=== Task instructions ===
Match the word "version". Return each line of the data below where it appears.

Saved data entries:
================

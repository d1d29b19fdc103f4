use crate::buffer::Buffer;

#[derive(Debug, Clone, Copy, PartialEq, Eq)]
pub enum Method {
    Get,
    Post,
}

#[derive(Debug, PartialEq, Eq)]
pub enum ParsingState {
    RequestLine,
    Headers,
    Body,
    Finish,
}

#[derive(Debug, Clone, PartialEq, Eq)]
pub enum ParseError {
    MalformedRequestLine,
    UnsupportedMethod(String),
    MalformedHeaderLine,
}

impl std::fmt::Display for ParseError {
    fn fmt(&self, f: &mut std::fmt::Formatter<'_>) -> std::fmt::Result {
        match self {
            ParseError::MalformedRequestLine => write!(f, "malformed request line"),
            ParseError::UnsupportedMethod(m) => write!(f, "unsupported method: {m}"),
            ParseError::MalformedHeaderLine => write!(f, "malformed header line"),
        }
    }
}

impl std::error::Error for ParseError {}

/// Which form the login/register path resolves to, per SPEC_FULL.md §6.
#[derive(Debug, Clone, Copy, PartialEq, Eq)]
pub enum AuthTag {
    Login,
    Register,
}

/// Paths that get a bare `.html` suffix appended once rewritten from their
/// pageless name (SPEC_FULL.md §6 path-rewriting table).
const PAGELESS_NAMES: [&str; 6] = [
    "/index",
    "/register",
    "/login",
    "/welcome",
    "/video",
    "/picture",
];

fn rewrite_path(path: &str) -> String {
    if path == "/" {
        return "/index.html".to_string();
    }
    if PAGELESS_NAMES.contains(&path) {
        return format!("{path}.html");
    }
    path.to_string()
}

/// Resumable HTTP/1.1 request parser state machine, driven one `CRLF`-line
/// at a time over a `Buffer`. Direct translation of the original project's
/// `HttpRequest::parse` line-loop (manual string splitting, no regex
/// engine), trimmed of the CGI/chunked/multipart branches that are out of
/// scope here.
#[derive(Debug)]
pub struct HttpRequest {
    pub method: Method,
    /// Path after the rewrite table has been applied.
    pub path: String,
    pub version: String,
    /// Insertion-ordered so response/log output is reproducible even
    /// though the wire format does not require any particular order
    /// (SPEC_FULL.md §9 design note).
    pub headers: Vec<(String, String)>,
    pub body: Vec<u8>,
    pub post: std::collections::HashMap<String, String>,
    pub state: ParsingState,
}

impl Default for HttpRequest {
    fn default() -> Self {
        Self::new()
    }
}

impl HttpRequest {
    pub fn new() -> Self {
        Self {
            method: Method::Get,
            path: String::new(),
            version: String::new(),
            headers: Vec::new(),
            body: Vec::new(),
            post: std::collections::HashMap::new(),
            state: ParsingState::RequestLine,
        }
    }

    /// Resets to the state needed for the next request cycle on a
    /// keep-alive connection (or a pipelined request already in the
    /// buffer).
    pub fn reset(&mut self) {
        *self = Self::new();
    }

    pub fn header(&self, name: &str) -> Option<&str> {
        self.headers
            .iter()
            .find(|(k, _)| k.eq_ignore_ascii_case(name))
            .map(|(_, v)| v.as_str())
    }

    pub fn is_keep_alive(&self) -> bool {
        self.version == "1.1"
            && self
                .header("Connection")
                .map(|v| v.eq_ignore_ascii_case("keep-alive"))
                .unwrap_or(false)
    }

    pub fn is_form_urlencoded(&self) -> bool {
        self.header("Content-Type")
            .map(|v| v.starts_with("application/x-www-form-urlencoded"))
            .unwrap_or(false)
    }

    pub fn auth_tag(&self) -> Option<AuthTag> {
        match self.path.as_str() {
            "/register.html" => Some(AuthTag::Register),
            "/login.html" => Some(AuthTag::Login),
            _ => None,
        }
    }

    /// Drains as many complete lines/segments as `buf` currently holds,
    /// advancing `self.state` accordingly. Returns `Ok(true)` once parsing
    /// has reached `Finish`, `Ok(false)` if more data is needed, or `Err`
    /// on a malformed request line/header.
    pub fn parse(&mut self, buf: &mut Buffer) -> Result<bool, ParseError> {
        loop {
            match self.state {
                ParsingState::RequestLine => match Self::take_line(buf) {
                    Some(line) => self.parse_request_line(&line)?,
                    None => return Ok(false),
                },
                ParsingState::Headers => match Self::take_line(buf) {
                    Some(line) => {
                        if line.is_empty() {
                            self.state = ParsingState::Body;
                        } else {
                            self.parse_header_line(&line)?;
                        }
                    }
                    None => return Ok(false),
                },
                ParsingState::Body => {
                    let body = buf.peek().to_vec();
                    buf.retrieve(body.len());
                    if self.is_form_urlencoded() {
                        self.post = parse_urlencoded_form(&body);
                    }
                    self.body = body;
                    self.state = ParsingState::Finish;
                    return Ok(true);
                }
                ParsingState::Finish => return Ok(true),
            }
        }
    }

    fn parse_request_line(&mut self, line: &str) -> Result<(), ParseError> {
        let mut parts = line.split_whitespace();
        let (Some(method), Some(path), Some(version)) =
            (parts.next(), parts.next(), parts.next())
        else {
            return Err(ParseError::MalformedRequestLine);
        };
        if parts.next().is_some() {
            return Err(ParseError::MalformedRequestLine);
        }
        self.method = match method {
            "GET" => Method::Get,
            "POST" => Method::Post,
            other => return Err(ParseError::UnsupportedMethod(other.to_string())),
        };
        let version = version
            .strip_prefix("HTTP/")
            .ok_or(ParseError::MalformedRequestLine)?;
        self.version = version.to_string();
        self.path = rewrite_path(path);
        self.state = ParsingState::Headers;
        Ok(())
    }

    fn parse_header_line(&mut self, line: &str) -> Result<(), ParseError> {
        let colon = line.find(':').ok_or(ParseError::MalformedHeaderLine)?;
        let key = line[..colon].trim().to_string();
        let mut value = &line[colon + 1..];
        value = value.strip_prefix(' ').unwrap_or(value);
        self.headers.push((key, value.trim_end().to_string()));
        Ok(())
    }

    /// Pulls one CRLF-terminated line out of `buf`, consuming the
    /// terminator. Returns `None` (leaving `buf` untouched) if no full
    /// line is available yet.
    fn take_line(buf: &mut Buffer) -> Option<String> {
        let data = buf.peek();
        let idx = find_crlf(data)?;
        let line = String::from_utf8_lossy(&data[..idx]).into_owned();
        buf.retrieve(idx + 2);
        Some(line)
    }
}

fn find_crlf(data: &[u8]) -> Option<usize> {
    data.windows(2).position(|w| w == b"\r\n")
}

fn percent_decode(s: &str) -> String {
    let bytes = s.as_bytes();
    let mut out = Vec::with_capacity(bytes.len());
    let mut i = 0;
    while i < bytes.len() {
        match bytes[i] {
            b'+' => {
                out.push(b' ');
                i += 1;
            }
            b'%' if i + 2 < bytes.len() => {
                let hex = std::str::from_utf8(&bytes[i + 1..i + 3]).ok();
                match hex.and_then(|h| u8::from_str_radix(h, 16).ok()) {
                    Some(byte) => {
                        out.push(byte);
                        i += 3;
                    }
                    None => {
                        out.push(bytes[i]);
                        i += 1;
                    }
                }
            }
            b => {
                out.push(b);
                i += 1;
            }
        }
    }
    String::from_utf8_lossy(&out).into_owned()
}

/// Decodes an `application/x-www-form-urlencoded` body into a flat map,
/// per SPEC_FULL.md §4.6: `&` separates pairs, `=` separates key/value,
/// `+` decodes to space, `%HH` decodes to the corresponding byte.
pub fn parse_urlencoded_form(body: &[u8]) -> std::collections::HashMap<String, String> {
    let text = String::from_utf8_lossy(body);
    let mut map = std::collections::HashMap::new();
    for pair in text.split('&') {
        if pair.is_empty() {
            continue;
        }
        let mut it = pair.splitn(2, '=');
        let key = it.next().unwrap_or("");
        let value = it.next().unwrap_or("");
        map.insert(percent_decode(key), percent_decode(value));
    }
    map
}

#[cfg(test)]
mod tests {
    use super::*;

    fn feed(buf: &mut Buffer, data: &[u8]) {
        buf.append(data);
    }

    #[test]
    fn parses_simple_get_request() {
        let mut buf = Buffer::new();
        feed(&mut buf, b"GET / HTTP/1.1\r\nHost: example.com\r\n\r\n");
        let mut req = HttpRequest::new();
        assert!(req.parse(&mut buf).unwrap());
        assert_eq!(req.method, Method::Get);
        assert_eq!(req.path, "/index.html");
        assert_eq!(req.header("Host"), Some("example.com"));
        assert_eq!(req.state, ParsingState::Finish);
    }

    #[test]
    fn resumes_across_fragmented_feeds() {
        let mut buf = Buffer::new();
        let mut req = HttpRequest::new();

        feed(&mut buf, b"GET /login");
        assert!(!req.parse(&mut buf).unwrap());

        feed(&mut buf, b" HTTP/1.1\r\nHost: x\r\n");
        assert!(!req.parse(&mut buf).unwrap());

        feed(&mut buf, b"\r\n");
        assert!(req.parse(&mut buf).unwrap());
        assert_eq!(req.path, "/login.html");
    }

    #[test]
    fn rejects_malformed_request_line() {
        let mut buf = Buffer::new();
        feed(&mut buf, b"POTATO\r\n\r\n");
        let mut req = HttpRequest::new();
        assert!(req.parse(&mut buf).is_err());
    }

    #[test]
    fn decodes_form_urlencoded_post_body() {
        let mut buf = Buffer::new();
        feed(
            &mut buf,
            b"POST /login.html HTTP/1.1\r\nContent-Type: application/x-www-form-urlencoded\r\n\r\nusername=alice&password=a%2Bb+c",
        );
        let mut req = HttpRequest::new();
        assert!(req.parse(&mut buf).unwrap());
        assert_eq!(req.post.get("username").map(String::as_str), Some("alice"));
        assert_eq!(req.post.get("password").map(String::as_str), Some("a+b c"));
        assert_eq!(req.auth_tag(), Some(AuthTag::Login));
    }

    #[test]
    fn keep_alive_requires_http_1_1_and_header() {
        let mut buf = Buffer::new();
        feed(&mut buf, b"GET / HTTP/1.1\r\nConnection: keep-alive\r\n\r\n");
        let mut req = HttpRequest::new();
        req.parse(&mut buf).unwrap();
        assert!(req.is_keep_alive());
    }
}
use std::path::PathBuf;

use crate::error::{Result, ServerError};

/// Construction-time server parameters. Built directly by the embedding
/// binary (or a test harness) — reading these from a file, the environment
/// or a CLI grammar is out of scope (see SPEC_FULL.md §1, §10.2).
#[derive(Debug, Clone)]
pub struct ServerConfig {
    pub listen_port: u16,
    /// bit 0: connection fds edge-triggered; bit 1: listen fd edge-triggered.
    pub trigger_mode: u8,
    pub idle_timeout_ms: u64,
    pub linger_on_close: bool,
    pub root_dir: PathBuf,

    pub db_host: String,
    pub db_port: u16,
    pub db_user: String,
    pub db_pwd: String,
    pub db_name: String,
    pub db_pool_size: usize,

    pub worker_count: usize,

    pub log_enabled: bool,
    pub log_level: u8,
    pub log_queue_size: usize,
}

impl ServerConfig {
    pub fn listen_fd_edge_triggered(&self) -> bool {
        self.trigger_mode & 0b10 != 0
    }

    pub fn conn_fd_edge_triggered(&self) -> bool {
        self.trigger_mode & 0b01 != 0
    }

    /// Checks every bound named in SPEC_FULL.md §6. Called once at startup,
    /// before any socket or pool is created; an out-of-range value is a
    /// startup-abort error, never a panic.
    pub fn validate(&self) -> Result<()> {
        if self.listen_port < 1024 {
            return Err(ServerError::from(format!(
                "listen_port {} must be >= 1024",
                self.listen_port
            )));
        }
        if self.trigger_mode > 0b11 {
            return Err(ServerError::from(format!(
                "trigger_mode {} out of range 0..=3",
                self.trigger_mode
            )));
        }
        if self.log_level > 3 {
            return Err(ServerError::from(format!(
                "log_level {} out of range 0..=3",
                self.log_level
            )));
        }
        if self.db_pool_size == 0 {
            return Err(ServerError::from("db_pool_size must be non-zero"));
        }
        if self.worker_count == 0 {
            return Err(ServerError::from("worker_count must be non-zero"));
        }
        if self.log_queue_size == 0 {
            return Err(ServerError::from("log_queue_size must be non-zero"));
        }
        Ok(())
    }
}

#[cfg(test)]
mod tests {
    use super::*;

    fn valid_config() -> ServerConfig {
        ServerConfig {
            listen_port: 8080,
            trigger_mode: 3,
            idle_timeout_ms: 60_000,
            linger_on_close: false,
            root_dir: PathBuf::from("resources"),
            db_host: "127.0.0.1".into(),
            db_port: 3306,
            db_user: "root".into(),
            db_pwd: "root".into(),
            db_name: "webserver".into(),
            db_pool_size: 4,
            worker_count: 4,
            log_enabled: true,
            log_level: 1,
            log_queue_size: 1024,
        }
    }

    #[test]
    fn accepts_valid_config() {
        assert!(valid_config().validate().is_ok());
    }

    #[test]
    fn rejects_low_port() {
        let mut cfg = valid_config();
        cfg.listen_port = 80;
        assert!(cfg.validate().is_err());
    }

    #[test]
    fn rejects_bad_trigger_mode() {
        let mut cfg = valid_config();
        cfg.trigger_mode = 4;
        assert!(cfg.validate().is_err());
    }

    #[test]
    fn rejects_zero_worker_count() {
        let mut cfg = valid_config();
        cfg.worker_count = 0;
        assert!(cfg.validate().is_err());
    }
}
use core::fmt;
use std::{
    error::Error,
    fmt::{Debug, Display, Formatter},
};

/// Crate-wide error wrapper. Keeps the original cause behind `Box<dyn Error>`
/// so the source chain survives for logging, while giving call sites one
/// type to propagate with `?`.
pub struct ServerError(pub Box<dyn Error>);

impl Debug for ServerError {
    fn fmt(&self, f: &mut Formatter<'_>) -> std::fmt::Result {
        write!(f, "\r\x1b[K{}", self)
    }
}

impl Display for ServerError {
    fn fmt(&self, f: &mut fmt::Formatter<'_>) -> fmt::Result {
        write!(f, "\x1b[31mERROR\x1b[0m: {}", self.0)
    }
}

impl Error for ServerError {
    fn source(&self) -> Option<&(dyn Error + 'static)> {
        self.0.source()
    }
}

#[derive(Debug)]
pub enum Generic {
    Message(String),
}

impl Display for Generic {
    fn fmt(&self, f: &mut Formatter<'_>) -> fmt::Result {
        match self {
            Generic::Message(s) => write!(f, "{s}"),
        }
    }
}

impl Error for Generic {}

impl From<std::io::Error> for ServerError {
    fn from(e: std::io::Error) -> Self {
        ServerError(Box::new(e))
    }
}

impl From<mysql::Error> for ServerError {
    fn from(e: mysql::Error) -> Self {
        ServerError(Box::new(e))
    }
}

impl From<std::net::AddrParseError> for ServerError {
    fn from(e: std::net::AddrParseError) -> Self {
        ServerError(Box::new(e))
    }
}

impl From<String> for ServerError {
    fn from(s: String) -> Self {
        ServerError(Box::new(Generic::Message(s)))
    }
}

impl From<&str> for ServerError {
    fn from(s: &str) -> Self {
        ServerError(Box::new(Generic::Message(s.to_string())))
    }
}

impl From<crate::db::PoolClosed> for ServerError {
    fn from(e: crate::db::PoolClosed) -> Self {
        ServerError(Box::new(e))
    }
}

pub type Result<T> = std::result::Result<T, ServerError>;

================

=== Written response ===
    pub version: String,
            version: String::new(),
        self.version == "1.1"
        let (Some(method), Some(path), Some(version)) =
        let version = version
        self.version = version.to_string();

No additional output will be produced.